[What to do] The full set of entries should be repeated without a single change.

——————

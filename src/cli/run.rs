//! Function for running the command line program.

use super::{build, upscale::run_upscale_subcommand};
use std::{ffi::OsString, time::Instant};

/// Runs the `fcimaps` command line program.
pub fn run() {
    run_with_args(std::env::args_os());
}

/// Runs the `fcimaps` command line program with the given arguments, where
/// the first argument is the program name.
pub fn run_with_args<I, T>(args: I)
where
    I: IntoIterator<Item = T>,
    T: Into<OsString> + Clone,
{
    let arguments = build::build().get_matches_from(args);

    let start_instant = Instant::now();

    if let Some(upscale_arguments) = arguments.subcommand_matches("upscale") {
        run_upscale_subcommand(upscale_arguments);
    }

    if arguments.is_present("timing") {
        println!("Elapsed time: {} s", start_instant.elapsed().as_secs_f64());
    }
}
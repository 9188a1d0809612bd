//! Function for building the command line hierarchy.

use super::upscale::create_upscale_subcommand;
use clap::{self, Arg, Command};

/// Build the `fcimaps` command line hierarchy.
pub fn build() -> Command<'static> {
    let command_name = clap::crate_name!();
    Command::new(command_name)
        .version(clap::crate_version!())
        .about(clap::crate_description!())
        .subcommand_required(true)
        .arg_required_else_help(true)
        .disable_help_subcommand(true)
        .arg(
            Arg::new("timing")
                .short('t')
                .long("timing")
                .help("Display elapsed time when done"),
        )
        .subcommand(create_upscale_subcommand(command_name))
}
impl<F: BFloat> Triangulation<F> {
    /// Factor relating the super triangle size to the extent of the point bounding box.
    const SUPER_TRIANGLE_SCALE: f64 = 8.0;

    /// Triangulates the given distinct, finite points with the Bowyer-Watson algorithm.
    ///
    /// Points are inserted in the order of a Hilbert curve through their bounding
    /// box, so that each insertion only touches a small neighbourhood of the mesh.
    pub fn new(points: &[Point2<F>]) -> Result<Self, ScatteredInterpolationError> {
        let n_points = points.len();
        if n_points < 3 {
            return Err(ScatteredInterpolationError::TooFewPoints { count: n_points });
        }

        let (lower, upper) = bounding_box(points);
        let origin = lower;
        let mut local_points: Vec<_> = points
            .iter()
            .map(|point| point.relative_to(&origin))
            .collect();

        if all_colinear(&local_points) {
            return Err(ScatteredInterpolationError::Colinear { count: n_points });
        }

        let extent = (upper[Dim2::X] - lower[Dim2::X]).max(upper[Dim2::Y] - lower[Dim2::Y]);
        let insertion_order = hilbert_sorted_indices(&local_points, extent);

        let size = (extent * F::from_f64(Self::SUPER_TRIANGLE_SCALE).unwrap())
            .ceil()
            .max(F::one());
        let five = F::from_f64(5.0).unwrap();
        local_points.push(Point2::new(-size, -size));
        local_points.push(Point2::new(five * size, -size));
        local_points.push(Point2::new(-size, five * size));

        let mut mesh = Mesh::new(&local_points, [n_points, n_points + 1, n_points + 2]);
        for idx in insertion_order {
            mesh.insert_point(idx)?;
        }
        let triangles = mesh.into_triangles(n_points);
        local_points.truncate(n_points);

        let locator = TriangleLocator::new(&local_points, &triangles);

        Ok(Self {
            origin,
            points: local_points,
            triangles,
            locator,
        })
    }

    /// Returns the number of triangles.
    pub fn n_triangles(&self) -> usize {
        self.triangles.len()
    }

    /// Returns the vertex indices of each counterclockwise triangle.
    pub fn triangles(&self) -> &[[usize; 3]] {
        &self.triangles
    }

    /// Finds a triangle containing the given point.
    ///
    /// # Returns
    ///
    /// The vertex indices of the triangle and the barycentric weights of the point
    /// with respect to them, or `None` if the point is outside the triangulation.
    pub fn find_containing_triangle(&self, point: &Point2<F>) -> Option<([usize; 3], [F; 3])> {
        let point = point.relative_to(&self.origin);
        let tolerance = -(F::epsilon() * F::from_f64(100.0).unwrap());

        self.locator
            .candidates(&point)
            .iter()
            .find_map(|&triangle_idx| {
                let triangle = self.triangles[triangle_idx];
                let weights = self.barycentric_weights(&triangle, &point);
                if weights.iter().all(|&weight| weight >= tolerance) {
                    Some((triangle, weights))
                } else {
                    None
                }
            })
    }

    fn barycentric_weights(&self, &[a, b, c]: &[usize; 3], point: &Point2<F>) -> [F; 3] {
        let (pa, pb, pc) = (&self.points[a], &self.points[b], &self.points[c]);
        let area = orientation(pa, pb, pc);
        [
            orientation(point, pb, pc) / area,
            orientation(pa, point, pc) / area,
            orientation(pa, pb, point) / area,
        ]
    }
}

——————

[Written answer]
filename src/cli/run.rs
//! Function for running the command line program.

use super::{build, upscale::run_upscale_subcommand};
use std::{ffi::OsString, time::Instant};

/// Runs the `fcimaps` command line program.
pub fn run() {
    run_with_args(std::env::args_os());
}

/// Runs the `fcimaps` command line program with the given arguments, where
/// the first argument is the program name.
pub fn run_with_args<I, T>(args: I)
where
    I: IntoIterator<Item = T>,
    T: Into<OsString> + Clone,
{
    let arguments = build::build().get_matches_from(args);

    let start_instant = Instant::now();

    if let Some(upscale_arguments) = arguments.subcommand_matches("upscale") {
        run_upscale_subcommand(upscale_arguments);
    }

    if arguments.is_present("timing") {
        println!("Elapsed time: {} s", start_instant.elapsed().as_secs_f64());
    }
}
repository 9188a1d0809612bd
//! Function for building the command line hierarchy.

use super::upscale::create_upscale_subcommand;
use clap::{self, Arg, Command};

/// Build the `fcimaps` command line hierarchy.
pub fn build() -> Command<'static> {
    let command_name = clap::crate_name!();
    Command::new(command_name)
        .version(clap::crate_version!())
        .about(clap::crate_description!())
        .subcommand_required(true)
        .arg_required_else_help(true)
        .disable_help_subcommand(true)
        .arg(
            Arg::new("timing")
                .short('t')
                .long("timing")
                .help("Display elapsed time when done"),
        )
        .subcommand(create_upscale_subcommand(command_name))
}
impl<F: BFloat> Triangulation<F> {
    /// Factor relating the super triangle size to the extent of the point bounding box.
    const SUPER_TRIANGLE_SCALE: f64 = 8.0;

    /// Triangulates the given distinct, finite points with the Bowyer-Watson algorithm.
    ///
    /// Points are inserted in the order of a Hilbert curve through their bounding
    /// box, so that each insertion only touches a small neighbourhood of the mesh.
    pub fn new(points: &[Point2<F>]) -> Result<Self, ScatteredInterpolationError> {
        let n_points = points.len();
        if n_points < 3 {
            return Err(ScatteredInterpolationError::TooFewPoints { count: n_points });
        }

        let (lower, upper) = bounding_box(points);
        let origin = lower;
        let mut local_points: Vec<_> = points
            .iter()
            .map(|point| point.relative_to(&origin))
            .collect();

        if all_colinear(&local_points) {
            return Err(ScatteredInterpolationError::Colinear { count: n_points });
        }

        let extent = (upper[Dim2::X] - lower[Dim2::X]).max(upper[Dim2::Y] - lower[Dim2::Y]);
        let insertion_order = hilbert_sorted_indices(&local_points, extent);

        let size = (extent * F::from_f64(Self::SUPER_TRIANGLE_SCALE).unwrap())
            .ceil()
            .max(F::one());
        let five = F::from_f64(5.0).unwrap();
        local_points.push(Point2::new(-size, -size));
        local_points.push(Point2::new(five * size, -size));
        local_points.push(Point2::new(-size, five * size));

        let mut mesh = Mesh::new(&local_points, [n_points, n_points + 1, n_points + 2]);
        for idx in insertion_order {
            mesh.insert_point(idx)?;
        }
        let triangles = mesh.into_triangles(n_points);
        local_points.truncate(n_points);

        let locator = TriangleLocator::new(&local_points, &triangles);

        Ok(Self {
            origin,
            points: local_points,
            triangles,
            locator,
        })
    }

    /// Returns the number of triangles.
    pub fn n_triangles(&self) -> usize {
        self.triangles.len()
    }

    /// Returns the vertex indices of each counterclockwise triangle.
    pub fn triangles(&self) -> &[[usize; 3]] {
        &self.triangles
    }

    /// Finds a triangle containing the given point.
    ///
    /// # Returns
    ///
    /// The vertex indices of the triangle and the barycentric weights of the point
    /// with respect to them, or `None` if the point is outside the triangulation.
    pub fn find_containing_triangle(&self, point: &Point2<F>) -> Option<([usize; 3], [F; 3])> {
        let point = point.relative_to(&self.origin);
        let tolerance = -(F::epsilon() * F::from_f64(100.0).unwrap());

        self.locator
            .candidates(&point)
            .iter()
            .find_map(|&triangle_idx| {
                let triangle = self.triangles[triangle_idx];
                let weights = self.barycentric_weights(&triangle, &point);
                if weights.iter().all(|&weight| weight >= tolerance) {
                    Some((triangle, weights))
                } else {
                    None
                }
            })
    }

    fn barycentric_weights(&self, &[a, b, c]: &[usize; 3], point: &Point2<F>) -> [F; 3] {
        let (pa, pb, pc) = (&self.points[a], &self.points[b], &self.points[c]);
        let area = orientation(pa, pb, pc);
        [
            orientation(point, pb, pc) / area,
            orientation(pa, point, pc) / area,
            orientation(pa, pb, point) / area,
        ]
    }
}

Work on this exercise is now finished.